Before becoming Flo Ziegfeld’s second great entrepreneurial project (after strongman Eugene Sandow) the Polish-born Anna Held (1872-1918) was a star of the Parisian variety stage. Ziegfeld discovered her there in 1896 and brought her back to the states, where together they made millions of dollars on Broadway. Their most famous publicity stunt had Held taking frightfully decadent baths in in tubs full of milk carted in daily from a local dairy. Her pregnancy in 1908 kept her out of the first Follies (the format of which she is said to have suggested) and then caused Ziegfeld to dump her in favor of Lilliane Lorraine. Whereupon she went back to vaudeville, touring the U.S. and France throughout WWI. She died of cancer in 1918. The moral? Milk gives you cancer.
Here’s some rare film footage of Anna Held in action: http://footage.framepool.com/en/shot/725177998-anna-held-drunken-slapstick-champagne-glass
In the movie Ziegfeld: The Man and His Women, Held is played by Barbara Parkins, best known as the lead in Valley of the Dolls who was neither Patty Duke nor Sharon Tate. In the film she sings “I Just Can’t Make My Eyes Behave”. As usual in nearly every Hollywood period film I’ve ever seen, the costumes are wildly inaccurate, anachronistic, preposterous. But I wouldn’t change a thing! And of course, I’m sure you know the more famous portrayal, that of Luise Rainer in The Great Ziegfeld (1936).

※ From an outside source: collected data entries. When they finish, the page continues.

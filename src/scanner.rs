use std::fs;
use std::path::{Path, PathBuf};

use glob::Pattern;
use tracing::{debug, info, warn};

use crate::app_config::AppConfig;
use crate::error::{Error, Result};
use crate::model::{ContentFolder, ContentKind, VideoFolder, WorkPlan};
use crate::utils::path::extension_lower;
use walkdir::WalkDir;

pub const VIDEO_EXTENSIONS: &[&str] = &[
    "mp4", "mkv", "avi", "mov", "wmv", "m4v", "mpg", "mpeg", "ts", "webm", "flv",
];
pub const ARCHIVE_EXTENSIONS: &[&str] = &["rar", "zip", "7z"];
pub const REPAIR_EXTENSIONS: &[&str] = &["par2"];
pub const MUSIC_EXTENSIONS: &[&str] = &["mp3", "flac", "ogg", "m4a", "wav", "aac", "opus"];
pub const IMAGE_EXTENSIONS: &[&str] = &["jpg", "jpeg", "png", "gif", "bmp", "webp", "tiff"];
pub const DOCUMENT_EXTENSIONS: &[&str] = &["pdf", "epub", "mobi", "azw3", "doc", "docx", "cbz", "cbr"];

/// Release clutter that never blocks folder removal.
pub const JUNK_EXTENSIONS: &[&str] = &["nfo", "sfv", "srr", "url", "lnk", "torrent", "diz"];

pub fn is_video_file(path: &Path) -> bool {
    extension_lower(path).is_some_and(|e| VIDEO_EXTENSIONS.contains(&e.as_str()))
}

/// Archive volumes: the base extensions plus split-volume tails
/// (`.001`-style numeric parts and `.r00`-style rar volumes).
pub fn is_archive_file(path: &Path) -> bool {
    match extension_lower(path) {
        Some(ext) => {
            ARCHIVE_EXTENSIONS.contains(&ext.as_str())
                || is_numeric_part_ext(&ext)
                || is_rar_volume_ext(&ext)
        }
        None => false,
    }
}

pub fn is_repair_file(path: &Path) -> bool {
    extension_lower(path).is_some_and(|e| REPAIR_EXTENSIONS.contains(&e.as_str()))
}

pub fn is_junk_file(path: &Path) -> bool {
    extension_lower(path).is_some_and(|e| JUNK_EXTENSIONS.contains(&e.as_str()))
}

fn is_numeric_part_ext(ext: &str) -> bool {
    ext.len() == 3 && ext.chars().all(|c| c.is_ascii_digit())
}

fn is_rar_volume_ext(ext: &str) -> bool {
    ext.len() == 3
        && ext.starts_with('r')
        && ext[1..].chars().all(|c| c.is_ascii_digit())
}

fn is_meaningful_ext(ext: &str) -> bool {
    VIDEO_EXTENSIONS.contains(&ext)
        || ARCHIVE_EXTENSIONS.contains(&ext)
        || REPAIR_EXTENSIONS.contains(&ext)
        || MUSIC_EXTENSIONS.contains(&ext)
        || IMAGE_EXTENSIONS.contains(&ext)
        || DOCUMENT_EXTENSIONS.contains(&ext)
        || JUNK_EXTENSIONS.contains(&ext)
        || is_numeric_part_ext(ext)
        || is_rar_volume_ext(ext)
}

/// A video extension buried mid-name under a meaningless tail
/// (`movie.mp4.1`, `show.mkv.part`) marks a misnamed video; returns the
/// canonical name to restore. Tails that mean something on their own
/// (`movie.mkv.par2`, `movie.mp4.001`) are left alone.
pub fn canonical_video_name(file_name: &str) -> Option<String> {
    let tokens: Vec<&str> = file_name.split('.').collect();
    if tokens.len() < 3 {
        return None;
    }
    let last = tokens[tokens.len() - 1].to_ascii_lowercase();
    if is_meaningful_ext(&last) {
        return None;
    }
    for i in (1..tokens.len() - 1).rev() {
        let token = tokens[i].to_ascii_lowercase();
        if VIDEO_EXTENSIONS.contains(&token.as_str()) {
            return Some(tokens[..=i].join("."));
        }
    }
    None
}

#[derive(Debug, Default, Clone)]
pub struct FolderSurvey {
    pub videos: usize,
    pub archives: usize,
    pub repair_sets: usize,
    pub music: usize,
    pub images: usize,
    pub documents: usize,
    pub other: usize,
    pub unreadable: usize,
}

#[derive(Debug)]
enum FolderKind {
    Video(VideoFolder),
    Content(ContentFolder),
    Junk,
}

/// Walks one level of each source root and classifies every entry.
/// Classification never fails on a permission error; unreadable subtrees
/// degrade to skip-log-continue.
pub struct Scanner<'a> {
    config: &'a AppConfig,
    ignore: Vec<Pattern>,
}

impl<'a> Scanner<'a> {
    pub fn new(config: &'a AppConfig) -> Self {
        let ignore = config
            .ignore_patterns
            .iter()
            .filter_map(|g| match Pattern::new(g) {
                Ok(p) => Some(p),
                Err(e) => {
                    warn!("Invalid glob pattern '{}': {}", g, e);
                    None
                }
            })
            .collect();
        Self { config, ignore }
    }

    fn is_ignored(&self, path: &Path) -> bool {
        self.ignore.iter().any(|p| p.matches_path(path))
    }

    /// Build the work plan for one source root: video folders, protected
    /// content folders, junk folders and loose top-level videos.
    pub fn build_work_plan(&self, root: &Path) -> Result<WorkPlan> {
        if !root.is_dir() {
            return Err(Error::ConfigValidation {
                field: "source_roots",
                message: format!(
                    "'{}' does not exist or is not a directory \
                     (example: source_roots = [\"/data/downloads\"])",
                    root.display()
                ),
            });
        }

        let mut plan = WorkPlan::default();

        let entries = match fs::read_dir(root) {
            Ok(entries) => entries,
            Err(e) => {
                warn!("Cannot read source root {}: {}", root.display(), e);
                return Ok(plan);
            }
        };

        for entry in entries {
            let entry = match entry {
                Ok(e) => e,
                Err(e) => {
                    warn!("Skipping unreadable entry under {}: {}", root.display(), e);
                    continue;
                }
            };
            let path = entry.path();
            if self.is_ignored(&path) {
                debug!("Ignoring {} (pattern match)", path.display());
                continue;
            }

            let file_type = match entry.file_type() {
                Ok(t) => t,
                Err(e) => {
                    warn!("Skipping {}: {}", path.display(), e);
                    continue;
                }
            };

            if file_type.is_dir() {
                match self.classify_folder(&path) {
                    FolderKind::Video(folder) => plan.video_folders.push(folder),
                    FolderKind::Content(folder) => plan.content_folders.push(folder),
                    FolderKind::Junk => plan.junk_folders.push(path),
                }
            } else if file_type.is_file() {
                let fixed = self.fix_misnamed_video(&path);
                if is_video_file(&fixed) {
                    plan.loose_videos.push(fixed);
                }
            }
        }

        info!(
            "Scan of {}: {} video folders, {} content folders, {} junk folders, {} loose videos",
            root.display(),
            plan.video_folders.len(),
            plan.content_folders.len(),
            plan.junk_folders.len(),
            plan.loose_videos.len()
        );
        Ok(plan)
    }

    fn classify_folder(&self, path: &Path) -> FolderKind {
        let survey = self.survey_folder(path);

        if survey.videos > 0 || survey.archives > 0 || survey.repair_sets > 0 {
            return FolderKind::Video(VideoFolder {
                path: path.to_path_buf(),
                video_count: survey.videos,
                archive_part_count: survey.archives,
                repair_part_count: survey.repair_sets,
            });
        }

        if let Some(folder) = self.protected_content(path, &survey) {
            return FolderKind::Content(folder);
        }

        FolderKind::Junk
    }

    fn protected_content(&self, path: &Path, survey: &FolderSurvey) -> Option<ContentFolder> {
        let candidates = [
            (ContentKind::Music, survey.music, self.config.min_music_files),
            (ContentKind::Images, survey.images, self.config.min_image_files),
            (
                ContentKind::Documents,
                survey.documents,
                self.config.min_document_files,
            ),
        ];
        candidates
            .iter()
            .filter(|(_, count, min)| count >= min)
            .max_by_key(|(_, count, _)| *count)
            .map(|(kind, count, _)| ContentFolder {
                path: path.to_path_buf(),
                kind: *kind,
                file_count: *count,
            })
    }

    /// Bounded-depth survey of a folder. The traversal is iterative with
    /// depth tracked per entry, and errors count as unreadable instead of
    /// propagating. Misnamed videos are renamed in place as they are seen
    /// so every later stage works with canonical extensions.
    pub fn survey_folder(&self, path: &Path) -> FolderSurvey {
        let mut survey = FolderSurvey::default();

        for entry in WalkDir::new(path)
            .follow_links(false)
            .max_depth(self.config.max_scan_depth)
            .into_iter()
        {
            let entry = match entry {
                Ok(e) => e,
                Err(e) => {
                    debug!("Unreadable entry under {}: {}", path.display(), e);
                    survey.unreadable += 1;
                    continue;
                }
            };
            if !entry.file_type().is_file() {
                continue;
            }
            let file_path = self.fix_misnamed_video(entry.path());
            if self.is_ignored(&file_path) {
                continue;
            }

            if is_video_file(&file_path) {
                survey.videos += 1;
            } else if is_repair_file(&file_path) {
                survey.repair_sets += 1;
            } else if is_archive_file(&file_path) {
                survey.archives += 1;
            } else {
                match extension_lower(&file_path) {
                    Some(ext) if MUSIC_EXTENSIONS.contains(&ext.as_str()) => survey.music += 1,
                    Some(ext) if IMAGE_EXTENSIONS.contains(&ext.as_str()) => survey.images += 1,
                    Some(ext) if DOCUMENT_EXTENSIONS.contains(&ext.as_str()) => {
                        survey.documents += 1
                    }
                    _ => survey.other += 1,
                }
            }
        }

        survey
    }

    /// Restore a canonical video extension on a misnamed file. Returns the
    /// path later stages should use; on any failure the original path is
    /// returned untouched.
    fn fix_misnamed_video(&self, path: &Path) -> PathBuf {
        let Some(name) = path.file_name().and_then(|n| n.to_str()) else {
            return path.to_path_buf();
        };
        let Some(canonical) = canonical_video_name(name) else {
            return path.to_path_buf();
        };
        let target = path.with_file_name(&canonical);
        if target.exists() {
            warn!(
                "Not renaming misnamed video {}: {} already exists",
                path.display(),
                target.display()
            );
            return path.to_path_buf();
        }
        match fs::rename(path, &target) {
            Ok(()) => {
                info!("Renamed misnamed video {} -> {}", path.display(), canonical);
                target
            }
            Err(e) => {
                warn!("Could not rename {}: {}", path.display(), e);
                path.to_path_buf()
            }
        }
    }

    /// Removability predicate for the double-check delete: a folder may be
    /// removed when a fresh survey shows no videos, no archive/repair files
    /// (unless the folder's archive step failed and they are explicitly
    /// removable) and no protected content collection.
    pub fn folder_is_removable(&self, path: &Path, archives_removable: bool) -> bool {
        if !path.is_dir() {
            return false;
        }
        let survey = self.survey_folder(path);
        if survey.videos > 0 {
            return false;
        }
        if !archives_removable && (survey.archives > 0 || survey.repair_sets > 0) {
            return false;
        }
        if self.protected_content(path, &survey).is_some() {
            return false;
        }
        true
    }
}

#[cfg(test)]
mod tests {
    use super::*;

    #[test]
    fn test_archive_extension_variants() {
        assert!(is_archive_file(Path::new("a.rar")));
        assert!(is_archive_file(Path::new("a.part001.rar")));
        assert!(is_archive_file(Path::new("a.7z.001")));
        assert!(is_archive_file(Path::new("a.r00")));
        assert!(is_archive_file(Path::new("a.zip")));
        assert!(!is_archive_file(Path::new("a.mkv")));
        assert!(!is_archive_file(Path::new("a.part001")));
        assert!(!is_archive_file(Path::new("a")));
    }

    #[test]
    fn test_misnamed_video_detection() {
        assert_eq!(
            canonical_video_name("movie.mp4.1"),
            Some("movie.mp4".to_string())
        );
        assert_eq!(
            canonical_video_name("show.s01e01.mkv.part"),
            Some("show.s01e01.mkv".to_string())
        );
        assert_eq!(canonical_video_name("movie.mp4"), None);
        assert_eq!(canonical_video_name("archive.rar"), None);
        assert_eq!(canonical_video_name("noext"), None);
        // Meaningful tails are not "misnames".
        assert_eq!(canonical_video_name("movie.mkv.par2"), None);
        assert_eq!(canonical_video_name("movie.mp4.001"), None);
        assert_eq!(canonical_video_name("movie.mkv.nfo"), None);
    }

    #[test]
    fn test_rar_volume_not_confused_with_regular_ext() {
        assert!(is_rar_volume_ext("r00"));
        assert!(is_rar_volume_ext("r42"));
        assert!(!is_rar_volume_ext("rar"));
        assert!(!is_rar_volume_ext("raw"));
    }
}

To learn more about the roots of variety entertainment and old stage stars like Anna Held, consult No Applause, Just Throw Money: The Book That Made Vaudeville Famous, available at Amazon, Barnes and Noble, and wherever nutty books are sold.
[…] repertoire grew over the years to include: Vesta Victoria, Eddie Foy, Eva Tanguay, Ethyl Barrymore, Anna Held, Harry Lauder, Irene Franklin, Pat Rooney, Frank Tinny, George M. Cohan, Sarah Bernhardt, Nazimova, […]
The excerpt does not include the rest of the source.